─── AVAILABLE DATA
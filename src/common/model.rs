use serde::{Deserialize, Serialize};
use serde_json::{Map, Value};
use std::{fmt, time::Duration};

use crate::common::error::{LscError, Result};

// ==========================================
// 1. 任务标识 (JobKey)
// ==========================================

/// 任务身份标识 `(scan_id, host_ip)`
///
/// 同一个 Key 在 Store 里最多只有一条存活记录。
#[derive(Debug, Clone, PartialEq, Eq, Hash)]
pub struct JobKey {
    pub scan_id: String,
    pub host_ip: String,
}

impl JobKey {
    /// 创建并校验标识
    ///
    /// - scan_id 与 host_ip 去掉空白后都不能为空。
    /// - scan_id 不能包含 `:`。host_ip 可以 (IPv6)，它是 Store Key 的最后一段，
    ///   命名空间和 scan_id 都不含 `:` 时 Key 才能唯一还原出 (scan_id, host_ip)。
    pub fn new(scan_id: impl Into<String>, host_ip: impl Into<String>) -> Result<Self> {
        let scan_id = scan_id.into();
        let host_ip = host_ip.into();
        if scan_id.trim().is_empty() {
            return Err(LscError::Encoding("scan_id cannot be empty".into()));
        }
        if scan_id.contains(':') {
            return Err(LscError::Encoding(format!(
                "scan_id '{}' must not contain ':'",
                scan_id
            )));
        }
        if host_ip.trim().is_empty() {
            return Err(LscError::Encoding("host_ip cannot be empty".into()));
        }
        Ok(Self { scan_id, host_ip })
    }

    /// 生成 Store Key: `{namespace}:{scan_id}:{host_ip}`
    ///
    /// 这是与 Evaluator 约定的外部契约，必须逐字节一致。
    pub fn store_key(&self, namespace: &str) -> String {
        format!("{}:{}:{}", namespace, self.scan_id, self.host_ip)
    }
}

impl fmt::Display for JobKey {
    fn fmt(&self, f: &mut fmt::Formatter<'_>) -> fmt::Result {
        write!(f, "{}/{}", self.scan_id, self.host_ip)
    }
}

// ==========================================
// 2. 包列表 (PackageList)
// ==========================================

/// 已安装软件包清单
///
/// 每一项是一个包描述字符串 (例如 `libssl1.1=1.1.1`)，顺序保持采集时的顺序。
#[derive(Debug, Clone, Default, PartialEq, Eq, Serialize, Deserialize)]
#[serde(transparent)]
pub struct PackageList(Vec<String>);

impl PackageList {
    pub fn new<I, S>(items: I) -> Self
    where
        I: IntoIterator<Item = S>,
        S: Into<String>,
    {
        Self(items.into_iter().map(Into::into).collect())
    }

    /// 解析扫描器采集到的换行分隔文本
    ///
    /// - 每行去掉首尾空白
    /// - 空行跳过
    pub fn parse(text: &str) -> Self {
        Self(
            text.lines()
                .map(str::trim)
                .filter(|l| !l.is_empty())
                .map(str::to_string)
                .collect(),
        )
    }

    /// 从原始字节解析 (SSH 采集到的输出可能不是合法 UTF-8)
    pub fn from_bytes(raw: &[u8]) -> Result<Self> {
        let text = std::str::from_utf8(raw).map_err(|e| {
            LscError::Encoding(format!(
                "package list is not valid UTF-8 (at byte {}): {}",
                e.valid_up_to(),
                e
            ))
        })?;
        Ok(Self::parse(text))
    }

    pub fn is_empty(&self) -> bool {
        self.0.is_empty()
    }

    pub fn len(&self) -> usize {
        self.0.len()
    }

    pub fn iter(&self) -> impl Iterator<Item = &str> {
        self.0.iter().map(String::as_str)
    }
}

impl<S: Into<String>> FromIterator<S> for PackageList {
    fn from_iter<I: IntoIterator<Item = S>>(iter: I) -> Self {
        Self::new(iter)
    }
}

// ==========================================
// 3. 任务请求 (JobRequest)
// ==========================================

/// 一次 LSC 任务请求
///
/// - 由 Orchestrator 在 run 开始时创建，编码一次，之后不再修改。
/// - 字段顺序即 JSON 输出顺序，是 Evaluator 读取的请求格式。
#[derive(Debug, Clone, PartialEq, Eq, Serialize, Deserialize)]
pub struct JobRequest {
    pub scan_id: String,
    pub host_ip: String,
    #[serde(default)]
    pub hostname: String,
    #[serde(default)]
    pub os_release: String,
    #[serde(default)]
    pub package_list: PackageList,
}

impl JobRequest {
    pub fn new(
        key: JobKey,
        hostname: impl Into<String>,
        os_release: impl Into<String>,
        package_list: PackageList,
    ) -> Self {
        Self {
            scan_id: key.scan_id,
            host_ip: key.host_ip,
            hostname: hostname.into(),
            os_release: os_release.into(),
            package_list,
        }
    }

    pub fn key(&self) -> JobKey {
        JobKey {
            scan_id: self.scan_id.clone(),
            host_ip: self.host_ip.clone(),
        }
    }

    /// 包列表为空表示“无需检查”
    pub fn is_noop(&self) -> bool {
        self.package_list.is_empty()
    }
}

// ==========================================
// 4. 任务状态 (JobStatus)
// ==========================================

/// 任务状态
///
/// 流转是单调的: queued -> running -> 某个终态。
/// `Timeout` 只在本地合成，从不写入或读取自 Store。
#[derive(Debug, Clone, Copy, PartialEq, Eq, Hash, Serialize, Deserialize)]
#[serde(rename_all = "kebab-case")]
pub enum JobStatus {
    /// 已发布，Evaluator 尚未响应
    Queued,
    /// Evaluator 正在处理
    Running,
    /// 处理完成，并且有命中
    FinishedWithResults,
    /// 处理完成，没有命中
    FinishedEmpty,
    /// Evaluator 报错，或者记录损坏
    Error,
    /// 本地合成: 在截止时间内没有等到终态
    Timeout,
}

impl JobStatus {
    /// 状态是否是终态 (不再需要轮询)
    pub fn is_terminal(&self) -> bool {
        matches!(
            self,
            JobStatus::FinishedWithResults | JobStatus::FinishedEmpty | JobStatus::Error
        )
    }

    /// Store 中允许出现的状态字符串
    pub fn from_wire(s: &str) -> Option<Self> {
        match s {
            "queued" => Some(JobStatus::Queued),
            "running" => Some(JobStatus::Running),
            "finished-with-results" => Some(JobStatus::FinishedWithResults),
            "finished-empty" => Some(JobStatus::FinishedEmpty),
            "error" => Some(JobStatus::Error),
            // timeout 是本地状态，出现在 Store 里说明记录有问题
            _ => None,
        }
    }

    pub fn as_str(&self) -> &'static str {
        match self {
            JobStatus::Queued => "queued",
            JobStatus::Running => "running",
            JobStatus::FinishedWithResults => "finished-with-results",
            JobStatus::FinishedEmpty => "finished-empty",
            JobStatus::Error => "error",
            JobStatus::Timeout => "timeout",
        }
    }
}

impl fmt::Display for JobStatus {
    fn fmt(&self, f: &mut fmt::Formatter<'_>) -> fmt::Result {
        f.write_str(self.as_str())
    }
}

// ==========================================
// 5. 命中结果 (Finding)
// ==========================================

/// Evaluator 返回的一条命中
///
/// 只要求是 JSON 对象。常用字段提供访问器，其余字段原样保留。
#[derive(Debug, Clone, PartialEq, Serialize, Deserialize)]
#[serde(transparent)]
pub struct Finding(Map<String, Value>);

impl Finding {
    pub fn new(fields: Map<String, Value>) -> Self {
        Self(fields)
    }

    /// 受影响的包
    pub fn pkg(&self) -> Option<&str> {
        self.get_str("pkg")
    }

    /// CVE 编号
    pub fn cve(&self) -> Option<&str> {
        self.get_str("cve")
    }

    /// 对应的检测脚本 OID
    pub fn oid(&self) -> Option<&str> {
        self.get_str("oid")
    }

    pub fn get(&self, field: &str) -> Option<&Value> {
        self.0.get(field)
    }

    pub fn fields(&self) -> &Map<String, Value> {
        &self.0
    }

    fn get_str(&self, field: &str) -> Option<&str> {
        self.0.get(field).and_then(Value::as_str)
    }
}

// ==========================================
// 6. 状态报告 (StatusReport)
// ==========================================

/// Status Reader 的分类结果
#[derive(Debug, Clone, PartialEq)]
pub struct StatusReport {
    pub status: JobStatus,
    /// 仅在 `finished-*` 时非空
    pub results: Vec<Finding>,
    /// 仅在 `error` 时存在
    pub error: Option<String>,
    /// 是否因为记录损坏 (而非 Evaluator 主动报错) 被判定为 error
    pub malformed: bool,
}

impl StatusReport {
    pub fn queued() -> Self {
        Self::bare(JobStatus::Queued)
    }

    pub fn running() -> Self {
        Self::bare(JobStatus::Running)
    }

    /// `finished-with-results`，状态以 Evaluator 写入的为准，不根据 results 是否为空推断
    pub fn finished_with_results(results: Vec<Finding>) -> Self {
        Self {
            status: JobStatus::FinishedWithResults,
            results,
            error: None,
            malformed: false,
        }
    }

    pub fn finished_empty() -> Self {
        Self::bare(JobStatus::FinishedEmpty)
    }

    /// Evaluator 主动上报的错误
    pub fn evaluator_error(detail: impl Into<String>) -> Self {
        Self {
            status: JobStatus::Error,
            results: Vec::new(),
            error: Some(detail.into()),
            malformed: false,
        }
    }

    /// 记录存在但无法解析
    pub fn malformed(detail: impl Into<String>) -> Self {
        Self {
            status: JobStatus::Error,
            results: Vec::new(),
            error: Some(detail.into()),
            malformed: true,
        }
    }

    fn bare(status: JobStatus) -> Self {
        Self {
            status,
            results: Vec::new(),
            error: None,
            malformed: false,
        }
    }

    pub fn is_terminal(&self) -> bool {
        self.status.is_terminal()
    }
}

// ==========================================
// 7. 最终结果 (RunOutcome)
// ==========================================

/// 失败原因
#[derive(Debug, Clone, PartialEq, Eq)]
pub enum FailureReason {
    /// Evaluator 写回了 `status: error`
    Evaluator(String),
    /// 记录存在但损坏
    MalformedRecord(String),
    /// 扫描被中止
    Cancelled,
}

impl fmt::Display for FailureReason {
    fn fmt(&self, f: &mut fmt::Formatter<'_>) -> fmt::Result {
        match self {
            FailureReason::Evaluator(msg) => write!(f, "evaluator error: {}", msg),
            FailureReason::MalformedRecord(msg) => write!(f, "malformed status record: {}", msg),
            FailureReason::Cancelled => f.write_str("cancelled"),
        }
    }
}

/// 一次 run / status_check 的最终结论
///
/// 只有 `Done` 携带结果；失败与超时不会返回任何部分结果。
#[derive(Debug, Clone, PartialEq)]
pub enum RunOutcome {
    /// 终态: finished-with-results / finished-empty
    Done(StatusReport),
    /// 在截止时间内未等到终态 (任务可能稍后完成)
    TimedOut { elapsed: Duration },
    /// Evaluator 报错、记录损坏或被取消
    Failed(FailureReason),
}

impl RunOutcome {
    /// 对外暴露的状态枚举
    pub fn status(&self) -> JobStatus {
        match self {
            RunOutcome::Done(report) => report.status,
            RunOutcome::TimedOut { .. } => JobStatus::Timeout,
            RunOutcome::Failed(_) => JobStatus::Error,
        }
    }

    pub fn findings(&self) -> &[Finding] {
        match self {
            RunOutcome::Done(report) => &report.results,
            _ => &[],
        }
    }

    pub fn is_done(&self) -> bool {
        matches!(self, RunOutcome::Done(_))
    }

    pub fn is_cancelled(&self) -> bool {
        matches!(self, RunOutcome::Failed(FailureReason::Cancelled))
    }

    /// 从终态报告推导最终结论
    ///
    /// 非终态报告没有对应结论，返回 None。
    pub(crate) fn from_terminal(report: StatusReport) -> Option<Self> {
        match report.status {
            JobStatus::FinishedWithResults | JobStatus::FinishedEmpty => {
                Some(RunOutcome::Done(report))
            }
            JobStatus::Error => {
                let detail = report.error.unwrap_or_default();
                let reason = if report.malformed {
                    FailureReason::MalformedRecord(detail)
                } else {
                    FailureReason::Evaluator(detail)
                };
                Some(RunOutcome::Failed(reason))
            }
            JobStatus::Queued | JobStatus::Running | JobStatus::Timeout => None,
        }
    }
}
──────
Where a line of the data above includes "bare", copy that line.

== ANSWER ==
        Self::bare(JobStatus::Queued)
        Self::bare(JobStatus::Running)
        Self::bare(JobStatus::FinishedEmpty)
    fn bare(status: JobStatus) -> Self {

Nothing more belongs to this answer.